Collected data >>
//! Option catalog: allowed values and designated defaults per setting key.
//!
//! Fixed options are built once from the tables in `constants`; the device
//! option is synthesized from whatever the inventory reports at call time.

use super::types::{Choice, DeviceRecord, SettingValue};
use super::constants::*;

/// Setting keys read by the compiler and descriptor builder
pub mod keys {
    pub const MODE: &str = "mode";
    pub const DEVICE: &str = "device";
    pub const DECODING_METHOD: &str = "decodingMethod";
    pub const PRESET: &str = "preset";
    pub const TUNE: &str = "tune";
    pub const PROFILE: &str = "profile";
    pub const PIXEL_FORMAT: &str = "pixelFormat";
    pub const RC_METHOD: &str = "rateControlMethod";
    pub const RC_LOOKAHEAD: &str = "rateControlLookahead";
    pub const SPATIAL_AQ: &str = "spatialAQEnabled";
    pub const TEMPORAL_AQ: &str = "temporalAQEnabled";
    pub const AQ_STRENGTH: &str = "aqStrength";
}

/// Encoders this crate compiles arguments for
pub const NVENC_ENCODERS: &[&str] = &["h264_nvenc", "hevc_nvenc"];

pub const MODE_BASIC: &str = "basic";
pub const MODE_STANDARD: &str = "standard";
pub const DEVICE_NONE: &str = "none";
pub const DECODE_CPU: &str = "cpu";
pub const AUTO: &str = "auto";

/// Filters that move decoded frames into CUDA memory
pub const HW_UPLOAD_FILTERS: &[&str] = &["hwupload_cuda"];

#[derive(Debug, Clone, PartialEq, Eq)]
pub struct OptionCatalogEntry {
    pub key: &'static str,
    pub allowed_values: Vec<Choice>,
    pub default_value: String,
}

impl OptionCatalogEntry {
    fn from_table(key: &'static str, table: &[(&str, &str)], default_value: &str) -> Self {
        Self {
            key,
            allowed_values: table.iter().map(|(v, l)| Choice::new(*v, *l)).collect(),
            default_value: default_value.to_string(),
        }
    }

    pub fn contains(&self, value: &str) -> bool {
        self.allowed_values.iter().any(|c| c.value == value)
    }
}

/// Integer option edited with a slider (bounds inclusive)
#[derive(Debug, Clone, Copy, PartialEq, Eq)]
pub struct NumericOption {
    pub key: &'static str,
    pub min: i64,
    pub max: i64,
    pub default_value: i64,
}

impl NumericOption {
    pub fn contains(&self, value: i64) -> bool {
        (self.min..=self.max).contains(&value)
    }
}

#[derive(Debug, Clone, Copy, PartialEq, Eq)]
pub struct ToggleOption {
    pub key: &'static str,
    pub default_value: bool,
}

/// How a key's raw text should be interpreted
#[derive(Debug, Clone, PartialEq, Eq)]
pub enum OptionKind {
    Select(OptionCatalogEntry),
    Numeric(NumericOption),
    Toggle(ToggleOption),
    /// Values come from the hardware inventory
    Device,
}

#[derive(Debug, Clone, PartialEq, Eq)]
pub struct OptionCatalog {
    pub mode: OptionCatalogEntry,
    pub decoding_method: OptionCatalogEntry,
    pub preset: OptionCatalogEntry,
    pub tune: OptionCatalogEntry,
    pub profile: OptionCatalogEntry,
    pub pixel_format: OptionCatalogEntry,
    pub rc_method: OptionCatalogEntry,
    pub rc_lookahead: NumericOption,
    pub aq_strength: NumericOption,
    pub spatial_aq: ToggleOption,
    pub temporal_aq: ToggleOption,
}

impl Default for OptionCatalog {
    fn default() -> Self {
        Self::nvenc()
    }
}

impl OptionCatalog {
    /// The NVENC option set
    pub fn nvenc() -> Self {
        Self {
            mode: OptionCatalogEntry::from_table(keys::MODE, MODES, MODE_BASIC),
            decoding_method: OptionCatalogEntry::from_table(
                keys::DECODING_METHOD,
                DECODING_METHODS,
                DECODE_CPU,
            ),
            preset: OptionCatalogEntry::from_table(keys::PRESET, NVENC_PRESETS, "p4"),
            tune: OptionCatalogEntry::from_table(keys::TUNE, NVENC_TUNES, AUTO),
            profile: OptionCatalogEntry::from_table(keys::PROFILE, NVENC_PROFILES, "main"),
            pixel_format: OptionCatalogEntry::from_table(keys::PIXEL_FORMAT, PIX_FMTS, AUTO),
            rc_method: OptionCatalogEntry::from_table(keys::RC_METHOD, RC_METHODS, AUTO),
            rc_lookahead: NumericOption {
                key: keys::RC_LOOKAHEAD,
                min: RC_LOOKAHEAD_RANGE.0,
                max: RC_LOOKAHEAD_RANGE.1,
                default_value: 0,
            },
            aq_strength: NumericOption {
                key: keys::AQ_STRENGTH,
                min: AQ_STRENGTH_RANGE.0,
                max: AQ_STRENGTH_RANGE.1,
                default_value: 8,
            },
            spatial_aq: ToggleOption {
                key: keys::SPATIAL_AQ,
                default_value: false,
            },
            temporal_aq: ToggleOption {
                key: keys::TEMPORAL_AQ,
                default_value: false,
            },
        }
    }

    /// Device selector entry for the devices discovered right now.
    ///
    /// With no devices the only allowed value is the `none` sentinel.
    pub fn device_entry(devices: &[DeviceRecord]) -> OptionCatalogEntry {
        if devices.is_empty() {
            return OptionCatalogEntry {
                key: keys::DEVICE,
                allowed_values: vec![Choice::new(NO_DEVICE.0, NO_DEVICE.1)],
                default_value: DEVICE_NONE.to_string(),
            };
        }

        OptionCatalogEntry {
            key: keys::DEVICE,
            allowed_values: devices
                .iter()
                .map(|d| Choice::new(&d.id, format!("NVIDIA device '{}'", d.display_name)))
                .collect(),
            default_value: devices[0].id.clone(),
        }
    }

    /// Enumerated entries with a fixed value set
    pub fn select_entries(&self) -> [&OptionCatalogEntry; 7] {
        [
            &self.mode,
            &self.decoding_method,
            &self.preset,
            &self.tune,
            &self.profile,
            &self.pixel_format,
            &self.rc_method,
        ]
    }

    pub fn kind_of(&self, key: &str) -> Option<OptionKind> {
        if key == keys::DEVICE {
            return Some(OptionKind::Device);
        }
        if let Some(entry) = self.select_entries().into_iter().find(|e| e.key == key) {
            return Some(OptionKind::Select(entry.clone()));
        }
        [self.rc_lookahead, self.aq_strength]
            .into_iter()
            .find(|n| n.key == key)
            .map(OptionKind::Numeric)
            .or_else(|| {
                [self.spatial_aq, self.temporal_aq]
                    .into_iter()
                    .find(|t| t.key == key)
                    .map(OptionKind::Toggle)
            })
    }

    /// Every key the catalog knows about, in form order
    pub fn keys(&self) -> Vec<&'static str> {
        vec![
            keys::MODE,
            keys::DEVICE,
            keys::DECODING_METHOD,
            keys::PRESET,
            keys::TUNE,
            keys::PROFILE,
            keys::PIXEL_FORMAT,
            keys::RC_METHOD,
            keys::RC_LOOKAHEAD,
            keys::SPATIAL_AQ,
            keys::TEMPORAL_AQ,
            keys::AQ_STRENGTH,
        ]
    }

    /// Parse user-supplied text for `key` into a typed value.
    ///
    /// Device ids are accepted as-is; they are checked against the live
    /// inventory the next time the form is built.
    pub fn parse_value(&self, key: &str, raw: &str) -> Result<SettingValue, String> {
        let raw = raw.trim();
        match self.kind_of(key) {
            None => Err(format!("Unknown setting '{}'", key)),
            Some(OptionKind::Device) => Ok(SettingValue::from(raw)),
            Some(OptionKind::Select(entry)) => {
                if entry.contains(raw) {
                    Ok(SettingValue::from(raw))
                } else {
                    let allowed: Vec<&str> =
                        entry.allowed_values.iter().map(|c| c.value.as_str()).collect();
                    Err(format!(
                        "Invalid value '{}' for {} (expected one of: {})",
                        raw,
                        key,
                        allowed.join(", ")
                    ))
                }
            }
            Some(OptionKind::Numeric(opt)) => match raw.parse::<i64>() {
                Ok(n) if opt.contains(n) => Ok(SettingValue::Int(n)),
                _ => Err(format!(
                    "Invalid value '{}' for {} (expected an integer {}-{})",
                    raw, key, opt.min, opt.max
                )),
            },
            Some(OptionKind::Toggle(_)) => match SettingValue::from(raw).as_bool() {
                Some(b) => Ok(SettingValue::Bool(b)),
                None => Err(format!(
                    "Invalid value '{}' for {} (expected true or false)",
                    raw, key
                )),
            },
        }
    }
}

What you are asked to do >> The required output is each line of the entries that contains the word "find".

Answer section >>
        if let Some(entry) = self.select_entries().into_iter().find(|e| e.key == key) {
            .find(|n| n.key == key)
                    .find(|t| t.key == key)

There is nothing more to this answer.